What to produce | What you need to produce from the material below is an exact transcription of the lines from the one with "use tower_http::cors::CorsLayer;" through the one with "let id = Uuid::new_v4().to_string();", both included, and no other line.
--- START ---
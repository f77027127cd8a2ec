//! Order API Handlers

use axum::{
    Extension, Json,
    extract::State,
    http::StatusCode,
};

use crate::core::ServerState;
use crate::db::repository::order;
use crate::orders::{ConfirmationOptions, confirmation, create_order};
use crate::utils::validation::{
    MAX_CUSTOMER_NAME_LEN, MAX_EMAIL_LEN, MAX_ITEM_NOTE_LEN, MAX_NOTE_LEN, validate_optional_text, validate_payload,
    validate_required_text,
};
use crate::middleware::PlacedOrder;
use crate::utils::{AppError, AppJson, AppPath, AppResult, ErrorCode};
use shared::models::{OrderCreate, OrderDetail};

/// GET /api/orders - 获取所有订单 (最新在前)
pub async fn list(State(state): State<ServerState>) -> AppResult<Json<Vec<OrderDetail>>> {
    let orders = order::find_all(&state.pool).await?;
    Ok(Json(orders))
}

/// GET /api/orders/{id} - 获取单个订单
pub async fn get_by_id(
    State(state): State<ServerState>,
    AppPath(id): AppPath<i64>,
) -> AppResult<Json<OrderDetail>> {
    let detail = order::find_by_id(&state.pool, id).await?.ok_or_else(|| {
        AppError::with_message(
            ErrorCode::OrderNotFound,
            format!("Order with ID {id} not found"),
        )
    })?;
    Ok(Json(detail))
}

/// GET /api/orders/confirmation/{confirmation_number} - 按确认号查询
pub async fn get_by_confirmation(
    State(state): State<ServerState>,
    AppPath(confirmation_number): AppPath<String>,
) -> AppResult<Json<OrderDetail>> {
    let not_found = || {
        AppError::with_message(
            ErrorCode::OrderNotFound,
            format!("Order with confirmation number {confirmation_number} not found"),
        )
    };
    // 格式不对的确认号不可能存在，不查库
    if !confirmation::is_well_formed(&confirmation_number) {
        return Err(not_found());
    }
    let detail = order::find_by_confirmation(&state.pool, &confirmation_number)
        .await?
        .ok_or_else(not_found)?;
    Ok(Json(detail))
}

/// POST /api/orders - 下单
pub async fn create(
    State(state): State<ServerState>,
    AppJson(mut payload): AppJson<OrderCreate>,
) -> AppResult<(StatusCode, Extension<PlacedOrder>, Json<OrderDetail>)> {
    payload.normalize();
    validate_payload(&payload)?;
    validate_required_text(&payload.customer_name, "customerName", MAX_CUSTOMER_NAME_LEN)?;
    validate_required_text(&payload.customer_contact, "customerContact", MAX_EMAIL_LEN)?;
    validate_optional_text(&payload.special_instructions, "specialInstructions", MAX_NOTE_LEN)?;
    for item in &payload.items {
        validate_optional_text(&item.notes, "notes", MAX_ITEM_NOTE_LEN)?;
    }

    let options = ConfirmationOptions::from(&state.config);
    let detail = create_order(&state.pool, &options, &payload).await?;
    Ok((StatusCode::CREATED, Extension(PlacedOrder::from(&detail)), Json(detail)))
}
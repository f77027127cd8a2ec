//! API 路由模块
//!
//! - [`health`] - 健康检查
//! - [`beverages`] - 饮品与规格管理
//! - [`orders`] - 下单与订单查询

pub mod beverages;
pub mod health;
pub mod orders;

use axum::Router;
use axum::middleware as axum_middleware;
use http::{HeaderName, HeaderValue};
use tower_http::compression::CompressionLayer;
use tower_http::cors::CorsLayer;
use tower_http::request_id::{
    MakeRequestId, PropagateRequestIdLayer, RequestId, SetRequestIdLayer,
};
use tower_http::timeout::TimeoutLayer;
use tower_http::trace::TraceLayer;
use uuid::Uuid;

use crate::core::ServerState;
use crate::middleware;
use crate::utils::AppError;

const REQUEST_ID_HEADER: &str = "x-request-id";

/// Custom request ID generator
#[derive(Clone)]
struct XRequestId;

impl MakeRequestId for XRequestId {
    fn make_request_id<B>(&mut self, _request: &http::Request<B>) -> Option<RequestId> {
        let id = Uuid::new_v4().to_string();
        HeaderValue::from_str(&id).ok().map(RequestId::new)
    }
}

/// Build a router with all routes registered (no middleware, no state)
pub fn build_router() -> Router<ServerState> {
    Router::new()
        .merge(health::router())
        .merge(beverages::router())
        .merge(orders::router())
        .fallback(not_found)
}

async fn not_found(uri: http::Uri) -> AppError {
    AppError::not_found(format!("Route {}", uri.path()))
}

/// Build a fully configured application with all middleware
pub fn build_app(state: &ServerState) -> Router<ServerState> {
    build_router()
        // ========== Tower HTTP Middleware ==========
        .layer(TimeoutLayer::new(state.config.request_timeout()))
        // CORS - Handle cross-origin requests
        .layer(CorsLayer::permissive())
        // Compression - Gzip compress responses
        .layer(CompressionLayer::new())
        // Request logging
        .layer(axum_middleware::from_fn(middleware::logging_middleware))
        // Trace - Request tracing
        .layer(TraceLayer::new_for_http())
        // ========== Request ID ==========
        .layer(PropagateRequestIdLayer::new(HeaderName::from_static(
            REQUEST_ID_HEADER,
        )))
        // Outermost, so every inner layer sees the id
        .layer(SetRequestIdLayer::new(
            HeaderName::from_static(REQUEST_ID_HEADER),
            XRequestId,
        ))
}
--- END ---
Solution for this problem |
use tower_http::cors::CorsLayer;
use tower_http::request_id::{
    MakeRequestId, PropagateRequestIdLayer, RequestId, SetRequestIdLayer,
};
use tower_http::timeout::TimeoutLayer;
use tower_http::trace::TraceLayer;
use uuid::Uuid;

use crate::core::ServerState;
use crate::middleware;
use crate::utils::AppError;

const REQUEST_ID_HEADER: &str = "x-request-id";

/// Custom request ID generator
#[derive(Clone)]
struct XRequestId;

impl MakeRequestId for XRequestId {
    fn make_request_id<B>(&mut self, _request: &http::Request<B>) -> Option<RequestId> {
        let id = Uuid::new_v4().to_string();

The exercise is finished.